▶ **Work request**:
Using the listing that follows, filter out every line lacking the string "MapPoint" and return the rest.

▶ **Records shown**:
┌──

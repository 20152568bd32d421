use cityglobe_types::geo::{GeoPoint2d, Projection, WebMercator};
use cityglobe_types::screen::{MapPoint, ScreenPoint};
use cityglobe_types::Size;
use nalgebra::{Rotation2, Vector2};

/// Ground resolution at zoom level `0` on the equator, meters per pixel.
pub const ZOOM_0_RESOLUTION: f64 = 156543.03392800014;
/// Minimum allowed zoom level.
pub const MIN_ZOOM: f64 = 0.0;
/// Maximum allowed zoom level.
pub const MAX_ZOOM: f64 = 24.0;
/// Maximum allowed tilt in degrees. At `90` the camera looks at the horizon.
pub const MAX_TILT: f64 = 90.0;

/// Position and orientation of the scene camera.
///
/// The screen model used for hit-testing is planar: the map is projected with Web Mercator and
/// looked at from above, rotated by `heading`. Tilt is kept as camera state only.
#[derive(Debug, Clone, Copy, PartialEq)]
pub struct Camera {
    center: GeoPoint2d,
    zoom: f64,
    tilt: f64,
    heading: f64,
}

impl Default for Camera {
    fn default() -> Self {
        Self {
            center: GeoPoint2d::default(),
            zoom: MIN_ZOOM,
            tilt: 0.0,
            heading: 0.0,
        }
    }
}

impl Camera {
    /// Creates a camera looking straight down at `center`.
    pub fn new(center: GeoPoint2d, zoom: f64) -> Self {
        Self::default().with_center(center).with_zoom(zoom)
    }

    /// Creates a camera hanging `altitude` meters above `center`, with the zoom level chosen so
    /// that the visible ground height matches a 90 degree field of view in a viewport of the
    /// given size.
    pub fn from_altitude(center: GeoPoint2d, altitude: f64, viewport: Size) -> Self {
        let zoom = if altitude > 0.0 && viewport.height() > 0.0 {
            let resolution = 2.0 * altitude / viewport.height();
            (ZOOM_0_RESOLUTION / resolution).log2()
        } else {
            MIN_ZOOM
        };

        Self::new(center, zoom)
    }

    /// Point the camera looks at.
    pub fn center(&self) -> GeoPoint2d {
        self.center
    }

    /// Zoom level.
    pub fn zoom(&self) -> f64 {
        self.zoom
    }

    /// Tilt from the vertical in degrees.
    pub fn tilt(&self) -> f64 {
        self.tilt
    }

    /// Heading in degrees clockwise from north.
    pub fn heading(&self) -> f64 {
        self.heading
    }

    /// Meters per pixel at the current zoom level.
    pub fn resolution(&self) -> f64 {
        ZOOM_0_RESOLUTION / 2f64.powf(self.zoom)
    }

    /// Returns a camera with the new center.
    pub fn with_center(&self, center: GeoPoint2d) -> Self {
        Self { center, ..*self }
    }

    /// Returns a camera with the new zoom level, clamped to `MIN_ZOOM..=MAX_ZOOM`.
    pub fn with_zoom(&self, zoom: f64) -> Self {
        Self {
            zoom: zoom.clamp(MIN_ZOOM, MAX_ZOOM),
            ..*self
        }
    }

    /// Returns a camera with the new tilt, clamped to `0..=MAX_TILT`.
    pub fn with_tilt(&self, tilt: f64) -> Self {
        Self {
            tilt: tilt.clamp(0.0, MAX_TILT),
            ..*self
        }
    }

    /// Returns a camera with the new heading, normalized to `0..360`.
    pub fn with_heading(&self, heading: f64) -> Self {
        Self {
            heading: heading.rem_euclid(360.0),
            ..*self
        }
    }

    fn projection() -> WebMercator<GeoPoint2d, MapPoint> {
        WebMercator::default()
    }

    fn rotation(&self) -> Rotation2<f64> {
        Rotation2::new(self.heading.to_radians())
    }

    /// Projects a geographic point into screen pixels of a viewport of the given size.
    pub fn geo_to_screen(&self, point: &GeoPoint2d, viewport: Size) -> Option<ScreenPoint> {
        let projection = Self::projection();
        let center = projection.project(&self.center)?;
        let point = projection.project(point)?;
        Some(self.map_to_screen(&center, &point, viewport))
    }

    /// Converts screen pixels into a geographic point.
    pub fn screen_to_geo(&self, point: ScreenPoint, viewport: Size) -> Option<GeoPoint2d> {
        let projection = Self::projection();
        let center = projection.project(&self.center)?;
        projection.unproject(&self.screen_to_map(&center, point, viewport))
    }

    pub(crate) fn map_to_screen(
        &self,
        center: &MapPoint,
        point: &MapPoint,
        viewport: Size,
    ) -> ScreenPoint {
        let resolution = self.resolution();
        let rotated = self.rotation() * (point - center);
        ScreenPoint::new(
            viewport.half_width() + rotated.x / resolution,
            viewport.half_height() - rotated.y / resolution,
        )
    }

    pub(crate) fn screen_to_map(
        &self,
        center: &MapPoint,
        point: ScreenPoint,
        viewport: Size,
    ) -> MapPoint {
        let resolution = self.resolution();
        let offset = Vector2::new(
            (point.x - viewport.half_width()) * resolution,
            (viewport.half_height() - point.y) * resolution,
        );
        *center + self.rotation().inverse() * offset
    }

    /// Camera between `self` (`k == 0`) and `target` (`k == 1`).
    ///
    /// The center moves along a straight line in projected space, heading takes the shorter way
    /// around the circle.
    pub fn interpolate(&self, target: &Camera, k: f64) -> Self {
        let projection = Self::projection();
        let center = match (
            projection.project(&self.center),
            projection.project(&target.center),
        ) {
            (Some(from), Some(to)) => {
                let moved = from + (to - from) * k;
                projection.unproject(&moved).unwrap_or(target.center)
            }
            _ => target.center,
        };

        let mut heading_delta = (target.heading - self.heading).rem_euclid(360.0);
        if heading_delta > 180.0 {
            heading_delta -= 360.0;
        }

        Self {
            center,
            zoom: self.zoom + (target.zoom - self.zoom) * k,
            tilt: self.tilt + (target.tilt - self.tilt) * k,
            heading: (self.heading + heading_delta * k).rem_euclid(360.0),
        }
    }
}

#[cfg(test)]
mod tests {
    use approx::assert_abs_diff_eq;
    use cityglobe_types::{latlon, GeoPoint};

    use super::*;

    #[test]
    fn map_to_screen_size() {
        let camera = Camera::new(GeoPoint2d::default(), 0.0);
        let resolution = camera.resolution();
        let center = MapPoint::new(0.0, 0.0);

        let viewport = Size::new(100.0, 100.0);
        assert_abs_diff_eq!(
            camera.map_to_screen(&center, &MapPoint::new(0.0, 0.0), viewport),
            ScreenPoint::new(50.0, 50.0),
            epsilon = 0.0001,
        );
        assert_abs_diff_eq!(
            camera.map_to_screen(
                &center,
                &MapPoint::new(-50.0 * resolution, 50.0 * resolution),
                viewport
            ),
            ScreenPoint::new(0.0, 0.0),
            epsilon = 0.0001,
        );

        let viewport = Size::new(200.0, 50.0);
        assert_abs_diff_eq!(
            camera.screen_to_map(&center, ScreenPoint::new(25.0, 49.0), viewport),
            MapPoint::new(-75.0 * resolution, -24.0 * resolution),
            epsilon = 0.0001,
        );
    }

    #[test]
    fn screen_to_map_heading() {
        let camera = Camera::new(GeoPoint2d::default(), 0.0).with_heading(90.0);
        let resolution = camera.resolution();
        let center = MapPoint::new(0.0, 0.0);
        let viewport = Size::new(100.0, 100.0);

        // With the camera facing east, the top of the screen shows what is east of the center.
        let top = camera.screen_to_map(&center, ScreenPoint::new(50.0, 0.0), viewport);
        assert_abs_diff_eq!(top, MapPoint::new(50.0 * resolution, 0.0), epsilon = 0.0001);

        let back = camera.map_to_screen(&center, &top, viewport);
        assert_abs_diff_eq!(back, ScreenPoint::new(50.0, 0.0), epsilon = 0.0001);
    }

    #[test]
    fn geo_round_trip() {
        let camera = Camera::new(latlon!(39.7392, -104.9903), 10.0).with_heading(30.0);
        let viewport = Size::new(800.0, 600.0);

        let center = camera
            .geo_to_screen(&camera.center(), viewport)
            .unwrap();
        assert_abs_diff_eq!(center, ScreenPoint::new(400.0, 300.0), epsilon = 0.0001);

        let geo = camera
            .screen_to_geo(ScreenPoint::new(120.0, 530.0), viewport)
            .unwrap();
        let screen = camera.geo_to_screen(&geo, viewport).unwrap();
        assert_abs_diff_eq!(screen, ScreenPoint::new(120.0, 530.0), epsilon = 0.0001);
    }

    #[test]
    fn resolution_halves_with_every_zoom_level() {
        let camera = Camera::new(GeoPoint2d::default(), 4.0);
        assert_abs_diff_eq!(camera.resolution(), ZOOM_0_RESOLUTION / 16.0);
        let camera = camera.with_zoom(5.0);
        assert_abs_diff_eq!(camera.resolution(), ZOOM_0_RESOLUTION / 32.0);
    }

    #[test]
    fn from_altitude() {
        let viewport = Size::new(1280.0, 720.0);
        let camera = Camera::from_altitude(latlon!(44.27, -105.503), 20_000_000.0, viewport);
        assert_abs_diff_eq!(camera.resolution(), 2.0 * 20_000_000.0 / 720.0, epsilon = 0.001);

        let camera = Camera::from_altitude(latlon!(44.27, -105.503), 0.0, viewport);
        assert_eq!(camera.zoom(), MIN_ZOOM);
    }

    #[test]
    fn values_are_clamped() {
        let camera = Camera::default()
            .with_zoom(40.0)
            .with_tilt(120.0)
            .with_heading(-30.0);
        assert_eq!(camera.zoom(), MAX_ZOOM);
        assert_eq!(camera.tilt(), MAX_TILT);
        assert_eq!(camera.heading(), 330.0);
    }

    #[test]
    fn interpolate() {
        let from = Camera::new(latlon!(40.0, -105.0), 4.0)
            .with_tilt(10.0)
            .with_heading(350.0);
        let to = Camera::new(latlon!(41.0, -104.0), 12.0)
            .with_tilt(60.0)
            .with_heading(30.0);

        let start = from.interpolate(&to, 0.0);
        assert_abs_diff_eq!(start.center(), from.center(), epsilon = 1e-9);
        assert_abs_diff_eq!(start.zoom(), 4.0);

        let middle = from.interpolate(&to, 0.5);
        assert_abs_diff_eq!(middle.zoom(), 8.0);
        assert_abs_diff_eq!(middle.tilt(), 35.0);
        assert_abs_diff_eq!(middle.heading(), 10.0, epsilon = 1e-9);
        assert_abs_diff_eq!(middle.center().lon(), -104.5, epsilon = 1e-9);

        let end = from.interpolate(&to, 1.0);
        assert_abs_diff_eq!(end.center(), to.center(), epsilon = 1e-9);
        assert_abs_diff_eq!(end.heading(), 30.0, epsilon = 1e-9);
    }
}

└──

▶ **The completed task**:
use cityglobe_types::screen::{MapPoint, ScreenPoint};
    fn projection() -> WebMercator<GeoPoint2d, MapPoint> {
        center: &MapPoint,
        point: &MapPoint,
        center: &MapPoint,
    ) -> MapPoint {
        let center = MapPoint::new(0.0, 0.0);
            camera.map_to_screen(&center, &MapPoint::new(0.0, 0.0), viewport),
                &MapPoint::new(-50.0 * resolution, 50.0 * resolution),
            MapPoint::new(-75.0 * resolution, -24.0 * resolution),
        let center = MapPoint::new(0.0, 0.0);
        assert_abs_diff_eq!(top, MapPoint::new(50.0 * resolution, 0.0), epsilon = 0.0001);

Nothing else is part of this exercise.